Each entry must be returned exactly. None may be omitted.

[Records drawn from a dataset]

>>>

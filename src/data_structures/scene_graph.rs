//! Scene graph: the ordered set of meshes and lights plus the materials they share.
//!
//! Nodes are only ever added. There is no removal API, so a node id stays valid
//! for the lifetime of the scene.

use cgmath::Vector3;

use crate::data_structures::{
    geometry::Geometry,
    instance::Instance,
    material::{MaterialId, StandardMaterial},
};

#[derive(Clone, Copy, Debug, PartialEq, Eq, Hash)]
pub struct NodeId(pub usize);

/// A renderable object: geometry, the material it is shaded with and its transform.
#[derive(Clone, Debug)]
pub struct MeshNode {
    pub name: String,
    pub geometry: Geometry,
    pub material: MaterialId,
    pub transform: Instance,
}

impl MeshNode {
    pub fn new(name: &str, geometry: Geometry, material: MaterialId) -> Self {
        Self {
            name: name.to_string(),
            geometry,
            material,
            transform: Instance::new(),
        }
    }

    pub fn at(mut self, position: Vector3<f32>) -> Self {
        self.transform.position = position;
        self
    }
}

#[derive(Clone, Copy, Debug, PartialEq)]
pub enum LightKind {
    Ambient,
    Point { position: Vector3<f32> },
}

#[derive(Clone, Debug, PartialEq)]
pub struct Light {
    pub kind: LightKind,
    pub colour: [f32; 3],
    pub intensity: f32,
}

impl Light {
    pub fn ambient(colour: [f32; 3], intensity: f32) -> Self {
        Self {
            kind: LightKind::Ambient,
            colour,
            intensity,
        }
    }

    pub fn point(colour: [f32; 3], intensity: f32, position: Vector3<f32>) -> Self {
        Self {
            kind: LightKind::Point { position },
            colour,
            intensity,
        }
    }

    /// Convert a packed `0xRRGGBB` colour; anything above the low 24 bits is ignored.
    pub fn hex_colour(hex: u32) -> [f32; 3] {
        let channel = |shift: u32| ((hex >> shift) & 0xff) as f32 / 255.0;
        [channel(16), channel(8), channel(0)]
    }
}

#[derive(Clone, Debug)]
pub enum SceneNode {
    Mesh(MeshNode),
    Light(Light),
}

impl From<MeshNode> for SceneNode {
    fn from(mesh: MeshNode) -> Self {
        SceneNode::Mesh(mesh)
    }
}

impl From<Light> for SceneNode {
    fn from(light: Light) -> Self {
        SceneNode::Light(light)
    }
}

#[derive(Clone, Debug, Default)]
pub struct Scene {
    nodes: Vec<SceneNode>,
    materials: Vec<StandardMaterial>,
}

impl Scene {
    pub fn new() -> Self {
        Self::default()
    }

    pub fn add_material(&mut self, material: StandardMaterial) -> MaterialId {
        self.materials.push(material);
        MaterialId(self.materials.len() - 1)
    }

    pub fn add<N: Into<SceneNode>>(&mut self, node: N) -> NodeId {
        self.nodes.push(node.into());
        NodeId(self.nodes.len() - 1)
    }

    pub fn add_all<N: Into<SceneNode>>(&mut self, nodes: impl IntoIterator<Item = N>) -> Vec<NodeId> {
        nodes.into_iter().map(|node| self.add(node)).collect()
    }

    pub fn nodes(&self) -> &[SceneNode] {
        &self.nodes
    }

    pub fn node(&self, id: NodeId) -> Option<&SceneNode> {
        self.nodes.get(id.0)
    }

    pub fn meshes(&self) -> impl Iterator<Item = &MeshNode> {
        self.nodes.iter().filter_map(|node| match node {
            SceneNode::Mesh(mesh) => Some(mesh),
            SceneNode::Light(_) => None,
        })
    }

    pub fn meshes_mut(&mut self) -> impl Iterator<Item = &mut MeshNode> {
        self.nodes.iter_mut().filter_map(|node| match node {
            SceneNode::Mesh(mesh) => Some(mesh),
            SceneNode::Light(_) => None,
        })
    }

    pub fn mesh(&self, name: &str) -> Option<&MeshNode> {
        self.meshes().find(|mesh| mesh.name == name)
    }

    pub fn lights(&self) -> impl Iterator<Item = &Light> {
        self.nodes.iter().filter_map(|node| match node {
            SceneNode::Light(light) => Some(light),
            SceneNode::Mesh(_) => None,
        })
    }

    pub fn mesh_count(&self) -> usize {
        self.meshes().count()
    }

    pub fn light_count(&self) -> usize {
        self.lights().count()
    }

    pub fn materials(&self) -> &[StandardMaterial] {
        &self.materials
    }

    /// Material ids are only handed out by [`Scene::add_material`] and materials are
    /// never removed, so every id indexes a live material.
    pub fn material(&self, id: MaterialId) -> &StandardMaterial {
        &self.materials[id.0]
    }

    pub fn material_mut(&mut self, id: MaterialId) -> &mut StandardMaterial {
        &mut self.materials[id.0]
    }

    /// Ids of all materials with their descriptions, in insertion order.
    pub fn material_ids(&self) -> impl Iterator<Item = (MaterialId, &StandardMaterial)> {
        self.materials
            .iter()
            .enumerate()
            .map(|(idx, material)| (MaterialId(idx), material))
    }
}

<<<

> [Output for this exercise]
filename src/data_structures/scene_graph.rs
//! Scene graph: the ordered set of meshes and lights plus the materials they share.
//!
//! Nodes are only ever added. There is no removal API, so a node id stays valid
//! for the lifetime of the scene.

use cgmath::Vector3;

use crate::data_structures::{
    geometry::Geometry,
    instance::Instance,
    material::{MaterialId, StandardMaterial},
};

#[derive(Clone, Copy, Debug, PartialEq, Eq, Hash)]
pub struct NodeId(pub usize);

/// A renderable object: geometry, the material it is shaded with and its transform.
#[derive(Clone, Debug)]
pub struct MeshNode {
    pub name: String,
    pub geometry: Geometry,
    pub material: MaterialId,
    pub transform: Instance,
}

impl MeshNode {
    pub fn new(name: &str, geometry: Geometry, material: MaterialId) -> Self {
        Self {
            name: name.to_string(),
            geometry,
            material,
            transform: Instance::new(),
        }
    }

    pub fn at(mut self, position: Vector3<f32>) -> Self {
        self.transform.position = position;
        self
    }
}

#[derive(Clone, Copy, Debug, PartialEq)]
pub enum LightKind {
    Ambient,
    Point { position: Vector3<f32> },
}

#[derive(Clone, Debug, PartialEq)]
pub struct Light {
    pub kind: LightKind,
    pub colour: [f32; 3],
    pub intensity: f32,
}

impl Light {
    pub fn ambient(colour: [f32; 3], intensity: f32) -> Self {
        Self {
            kind: LightKind::Ambient,
            colour,
            intensity,
        }
    }

    pub fn point(colour: [f32; 3], intensity: f32, position: Vector3<f32>) -> Self {
        Self {
            kind: LightKind::Point { position },
            colour,
            intensity,
        }
    }

    /// Convert a packed `0xRRGGBB` colour; anything above the low 24 bits is ignored.
    pub fn hex_colour(hex: u32) -> [f32; 3] {
        let channel = |shift: u32| ((hex >> shift) & 0xff) as f32 / 255.0;
        [channel(16), channel(8), channel(0)]
    }
}

#[derive(Clone, Debug)]
pub enum SceneNode {
    Mesh(MeshNode),
    Light(Light),
}

impl From<MeshNode> for SceneNode {
    fn from(mesh: MeshNode) -> Self {
        SceneNode::Mesh(mesh)
    }
}

impl From<Light> for SceneNode {
    fn from(light: Light) -> Self {
        SceneNode::Light(light)
    }
}

#[derive(Clone, Debug, Default)]
pub struct Scene {
    nodes: Vec<SceneNode>,
    materials: Vec<StandardMaterial>,
}

impl Scene {
    pub fn new() -> Self {
        Self::default()
    }

    pub fn add_material(&mut self, material: StandardMaterial) -> MaterialId {
        self.materials.push(material);
        MaterialId(self.materials.len() - 1)
    }

    pub fn add<N: Into<SceneNode>>(&mut self, node: N) -> NodeId {
        self.nodes.push(node.into());
        NodeId(self.nodes.len() - 1)
    }

    pub fn add_all<N: Into<SceneNode>>(&mut self, nodes: impl IntoIterator<Item = N>) -> Vec<NodeId> {
        nodes.into_iter().map(|node| self.add(node)).collect()
    }

    pub fn nodes(&self) -> &[SceneNode] {
        &self.nodes
    }

    pub fn node(&self, id: NodeId) -> Option<&SceneNode> {
        self.nodes.get(id.0)
    }

    pub fn meshes(&self) -> impl Iterator<Item = &MeshNode> {
        self.nodes.iter().filter_map(|node| match node {
            SceneNode::Mesh(mesh) => Some(mesh),
            SceneNode::Light(_) => None,
        })
    }

    pub fn meshes_mut(&mut self) -> impl Iterator<Item = &mut MeshNode> {
        self.nodes.iter_mut().filter_map(|node| match node {
            SceneNode::Mesh(mesh) => Some(mesh),
            SceneNode::Light(_) => None,
        })
    }

    pub fn mesh(&self, name: &str) -> Option<&MeshNode> {
        self.meshes().find(|mesh| mesh.name == name)
    }

    pub fn lights(&self) -> impl Iterator<Item = &Light> {
        self.nodes.iter().filter_map(|node| match node {
            SceneNode::Light(light) => Some(light),
            SceneNode::Mesh(_) => None,
        })
    }

    pub fn mesh_count(&self) -> usize {
        self.meshes().count()
    }

    pub fn light_count(&self) -> usize {
        self.lights().count()
    }

    pub fn materials(&self) -> &[StandardMaterial] {
        &self.materials
    }

    /// Material ids are only handed out by [`Scene::add_material`] and materials are
    /// never removed, so every id indexes a live material.
    pub fn material(&self, id: MaterialId) -> &StandardMaterial {
        &self.materials[id.0]
    }

    pub fn material_mut(&mut self, id: MaterialId) -> &mut StandardMaterial {
        &mut self.materials[id.0]
    }

    /// Ids of all materials with their descriptions, in insertion order.
    pub fn material_ids(&self) -> impl Iterator<Item = (MaterialId, &StandardMaterial)> {
        self.materials
            .iter()
            .enumerate()
            .map(|(idx, material)| (MaterialId(idx), material))
    }
}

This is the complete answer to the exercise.